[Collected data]
use std::collections::BTreeSet;
use std::env;
use std::fmt;
use std::net::{IpAddr, SocketAddr};
use std::path::{Path, PathBuf};

use chrono::format::{Item, StrftimeItems};
use serde::Deserialize;

pub const DEFAULT_SUBJECT_TEMPLATE: &str = "New form submission";
pub const DEFAULT_STANDARD_FILE_TEMPLATE: &str = "{QuestionTitle}";
pub const DEFAULT_TIMESTAMP_FORMAT: &str = "%Y%m%d-%H%M";
pub const DEFAULT_FALLBACK_CATEGORY: &str = "Uncategorized";

/// Distinguishes runtime behavior for different stages of the service.
#[derive(Debug, Clone, Copy, PartialEq, Eq)]
pub enum AppEnvironment {
    Development,
    Test,
    Production,
}

impl AppEnvironment {
    fn from_str(value: &str) -> Self {
        match value.trim().to_ascii_lowercase().as_str() {
            "prod" | "production" => Self::Production,
            "test" | "ci" => Self::Test,
            _ => Self::Development,
        }
    }
}

/// Process-level settings for the HTTP service and logging.
#[derive(Debug, Clone)]
pub struct AppConfig {
    pub environment: AppEnvironment,
    pub server: ServerConfig,
    pub telemetry: TelemetryConfig,
    pub drive_service_account_key: Option<PathBuf>,
}

impl AppConfig {
    pub fn load() -> Result<Self, ConfigError> {
        dotenvy::dotenv().ok();

        let environment = AppEnvironment::from_str(
            &env::var("APP_ENV").unwrap_or_else(|_| "development".to_string()),
        );

        let host = env::var("APP_HOST").unwrap_or_else(|_| "127.0.0.1".to_string());
        let port = env::var("APP_PORT")
            .unwrap_or_else(|_| "3000".to_string())
            .parse::<u16>()
            .map_err(|_| ConfigError::InvalidPort)?;

        let log_level = env::var("APP_LOG_LEVEL").unwrap_or_else(|_| "info".to_string());
        let include_targets = environment != AppEnvironment::Production;

        Ok(Self {
            environment,
            server: ServerConfig { host, port },
            telemetry: TelemetryConfig {
                log_level,
                include_targets,
            },
            drive_service_account_key: optional_var("DRIVE_SERVICE_ACCOUNT_KEY").map(PathBuf::from),
        })
    }
}

/// Settings controlling the HTTP server binding.
#[derive(Debug, Clone)]
pub struct ServerConfig {
    pub host: String,
    pub port: u16,
}

impl ServerConfig {
    pub fn socket_addr(&self) -> Result<SocketAddr, ConfigError> {
        if self.host.eq_ignore_ascii_case("localhost") {
            return Ok(SocketAddr::new(IpAddr::from([127, 0, 0, 1]), self.port));
        }

        let ip: IpAddr = self
            .host
            .parse()
            .map_err(|source| ConfigError::InvalidHost { source })?;

        Ok(SocketAddr::new(ip, self.port))
    }
}

/// Tracing controls.
#[derive(Debug, Clone)]
pub struct TelemetryConfig {
    pub log_level: String,
    pub include_targets: bool,
}

/// Naming, routing, and notification settings for one submission run.
///
/// Every string template may reference question titles as `{Title}` placeholders.
/// The value is built once per invocation and handed to each component by reference.
#[derive(Debug, Clone, PartialEq, Eq, Deserialize)]
#[serde(rename_all = "camelCase")]
pub struct RoutingConfig {
    pub destination_container_id: String,
    pub recipients: Vec<String>,
    pub admin_address: String,
    #[serde(default = "default_subject_template")]
    pub subject_template: String,
    #[serde(default = "default_standard_file_template")]
    pub standard_file_template: String,
    #[serde(default)]
    pub special_file_prefix_template: String,
    #[serde(default)]
    pub special_question_title: String,
    #[serde(default)]
    pub folder_name_exclusions: BTreeSet<String>,
    #[serde(default)]
    pub email_body_exclusions: BTreeSet<String>,
    #[serde(default = "default_timestamp_format")]
    pub timestamp_format: String,
}

impl RoutingConfig {
    /// Loads from `FORM_ROUTING_FILE` when set, otherwise from `FORM_*` variables.
    pub fn load() -> Result<Self, ConfigError> {
        dotenvy::dotenv().ok();
        match optional_var("FORM_ROUTING_FILE") {
            Some(path) => Self::from_json_file(path),
            None => Self::from_env(),
        }
    }

    pub fn from_env() -> Result<Self, ConfigError> {
        Ok(Self {
            destination_container_id: required_var("FORM_DESTINATION_CONTAINER_ID")?,
            recipients: split_list(&required_var("FORM_RECIPIENTS")?, ','),
            admin_address: required_var("FORM_ADMIN_ADDRESS")?,
            subject_template: env::var("FORM_SUBJECT_TEMPLATE")
                .unwrap_or_else(|_| default_subject_template()),
            standard_file_template: env::var("FORM_STANDARD_FILE_TEMPLATE")
                .unwrap_or_else(|_| default_standard_file_template()),
            special_file_prefix_template: env::var("FORM_SPECIAL_PREFIX_TEMPLATE")
                .unwrap_or_default(),
            special_question_title: env::var("FORM_SPECIAL_QUESTION").unwrap_or_default(),
            folder_name_exclusions: split_list(
                &env::var("FORM_FOLDER_EXCLUSIONS").unwrap_or_default(),
                ';',
            )
            .into_iter()
            .collect(),
            email_body_exclusions: split_list(
                &env::var("FORM_EMAIL_EXCLUSIONS").unwrap_or_default(),
                ';',
            )
            .into_iter()
            .collect(),
            timestamp_format: env::var("FORM_TIMESTAMP_FORMAT")
                .unwrap_or_else(|_| default_timestamp_format()),
        })
    }

    pub fn from_json_file<P: AsRef<Path>>(path: P) -> Result<Self, ConfigError> {
        let path = path.as_ref();
        let raw = std::fs::read_to_string(path).map_err(|source| ConfigError::Unreadable {
            path: path.to_path_buf(),
            source,
        })?;
        serde_json::from_str(&raw).map_err(|source| ConfigError::Malformed {
            path: path.to_path_buf(),
            source,
        })
    }

    /// Rejects settings that would make every run fail or mis-file attachments.
    pub fn validate(&self) -> Result<(), ConfigError> {
        if self.destination_container_id.trim().is_empty() {
            return Err(ConfigError::Blank("destination container id"));
        }
        if self.admin_address.trim().is_empty() {
            return Err(ConfigError::Blank("admin address"));
        }
        if self.recipients.iter().all(|r| r.trim().is_empty()) {
            return Err(ConfigError::Blank("recipient list"));
        }
        if self.standard_file_template.trim().is_empty() {
            return Err(ConfigError::Blank("standard file template"));
        }
        check_timestamp_format(&self.timestamp_format)?;
        if self.special_question_enabled() && self.special_file_prefix_template.trim().is_empty() {
            return Err(ConfigError::MissingSpecialPrefix {
                question: self.special_question_title.clone(),
            });
        }
        Ok(())
    }

    pub fn special_question_enabled(&self) -> bool {
        !self.special_question_title.trim().is_empty()
    }

    pub fn is_special_question(&self, title: &str) -> bool {
        self.special_question_enabled() && title == self.special_question_title
    }
}

fn default_subject_template() -> String {
    DEFAULT_SUBJECT_TEMPLATE.to_string()
}

fn default_standard_file_template() -> String {
    DEFAULT_STANDARD_FILE_TEMPLATE.to_string()
}

fn default_timestamp_format() -> String {
    DEFAULT_TIMESTAMP_FORMAT.to_string()
}

/// Rejects blank formats and formats holding a specifier chrono cannot render.
pub fn check_timestamp_format(format: &str) -> Result<(), ConfigError> {
    if format.trim().is_empty() {
        return Err(ConfigError::Blank("timestamp format"));
    }
    if StrftimeItems::new(format).any(|item| matches!(item, Item::Error)) {
        return Err(ConfigError::InvalidTimestampFormat(format.to_string()));
    }
    Ok(())
}

/// Keyword rule mapping a submission container into an archive category.
#[derive(Debug, Clone, PartialEq, Eq)]
pub struct KeywordRule {
    pub keyword: String,
    pub category: String,
}

/// Settings for the periodic folder reclassifier.
///
/// `timestamp_format` must match the one submissions were named with, since
/// it is how submission folders are recognised and dated.
#[derive(Debug, Clone, PartialEq, Eq)]
pub struct ArchiveConfig {
    pub root_container_id: String,
    pub keyword_rules: Vec<KeywordRule>,
    pub fallback_category: String,
    pub timestamp_format: String,
}

impl ArchiveConfig {
    pub fn from_env() -> Result<Self, ConfigError> {
        dotenvy::dotenv().ok();

        let keyword_rules = split_list(&env::var("ARCHIVE_KEYWORDS").unwrap_or_default(), ';')
            .into_iter()
            .map(|entry| parse_keyword_rule(&entry))
            .collect::<Result<Vec<_>, _>>()?;

        let timestamp_format = optional_var("FORM_TIMESTAMP_FORMAT")
            .unwrap_or_else(default_timestamp_format);
        check_timestamp_format(&timestamp_format)?;

        Ok(Self {
            root_container_id: required_var("ARCHIVE_ROOT_CONTAINER_ID")?,
            keyword_rules,
            fallback_category: optional_var("ARCHIVE_FALLBACK_CATEGORY")
                .unwrap_or_else(|| DEFAULT_FALLBACK_CATEGORY.to_string()),
            timestamp_format,
        })
    }
}

fn parse_keyword_rule(entry: &str) -> Result<KeywordRule, ConfigError> {
    let (keyword, category) = entry
        .split_once('=')
        .ok_or_else(|| ConfigError::InvalidKeywordRule(entry.to_string()))?;
    let keyword = keyword.trim();
    let category = category.trim();
    if keyword.is_empty() || category.is_empty() {
        return Err(ConfigError::InvalidKeywordRule(entry.to_string()));
    }
    Ok(KeywordRule {
        keyword: keyword.to_string(),
        category: category.to_string(),
    })
}

fn required_var(name: &'static str) -> Result<String, ConfigError> {
    optional_var(name).ok_or(ConfigError::MissingVar(name))
}

fn optional_var(name: &str) -> Option<String> {
    env::var(name)
        .ok()
        .map(|value| value.trim().to_string())
        .filter(|value| !value.is_empty())
}

fn split_list(raw: &str, separator: char) -> Vec<String> {
    raw.split(separator)
        .map(str::trim)
        .filter(|part| !part.is_empty())
        .map(str::to_string)
        .collect()
}

#[derive(Debug)]
pub enum ConfigError {
    InvalidPort,
    InvalidHost { source: std::net::AddrParseError },
    MissingVar(&'static str),
    Blank(&'static str),
    MissingSpecialPrefix { question: String },
    InvalidKeywordRule(String),
    InvalidTimestampFormat(String),
    Unreadable { path: PathBuf, source: std::io::Error },
    Malformed { path: PathBuf, source: serde_json::Error },
}

impl fmt::Display for ConfigError {
    fn fmt(&self, f: &mut fmt::Formatter<'_>) -> fmt::Result {
        match self {
            ConfigError::InvalidPort => write!(f, "APP_PORT must be a valid u16"),
            ConfigError::InvalidHost { .. } => {
                write!(f, "APP_HOST must parse to an IPv4 or IPv6 address")
            }
            ConfigError::MissingVar(name) => write!(f, "{name} must be set"),
            ConfigError::Blank(field) => write!(f, "{field} must not be blank"),
            ConfigError::MissingSpecialPrefix { question } => write!(
                f,
                "special question '{question}' is configured without a file prefix template"
            ),
            ConfigError::InvalidKeywordRule(entry) => {
                write!(f, "archive keyword rule '{entry}' must look like keyword=Category")
            }
            ConfigError::InvalidTimestampFormat(format) => {
                write!(f, "timestamp format '{format}' contains an unsupported specifier")
            }
            ConfigError::Unreadable { path, .. } => {
                write!(f, "unable to read routing config {}", path.display())
            }
            ConfigError::Malformed { path, .. } => {
                write!(f, "routing config {} is not valid JSON", path.display())
            }
        }
    }
}

impl std::error::Error for ConfigError {
    fn source(&self) -> Option<&(dyn std::error::Error + 'static)> {
        match self {
            ConfigError::InvalidHost { source } => Some(source),
            ConfigError::Unreadable { source, .. } => Some(source),
            ConfigError::Malformed { source, .. } => Some(source),
            ConfigError::InvalidPort
            | ConfigError::MissingVar(_)
            | ConfigError::Blank(_)
            | ConfigError::MissingSpecialPrefix { .. }
            | ConfigError::InvalidKeywordRule(_)
            | ConfigError::InvalidTimestampFormat(_) => None,
        }
    }
}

What you have to do
Using the records above, say how many lines contain the word "separator". Write the number alone.

Output of the task
2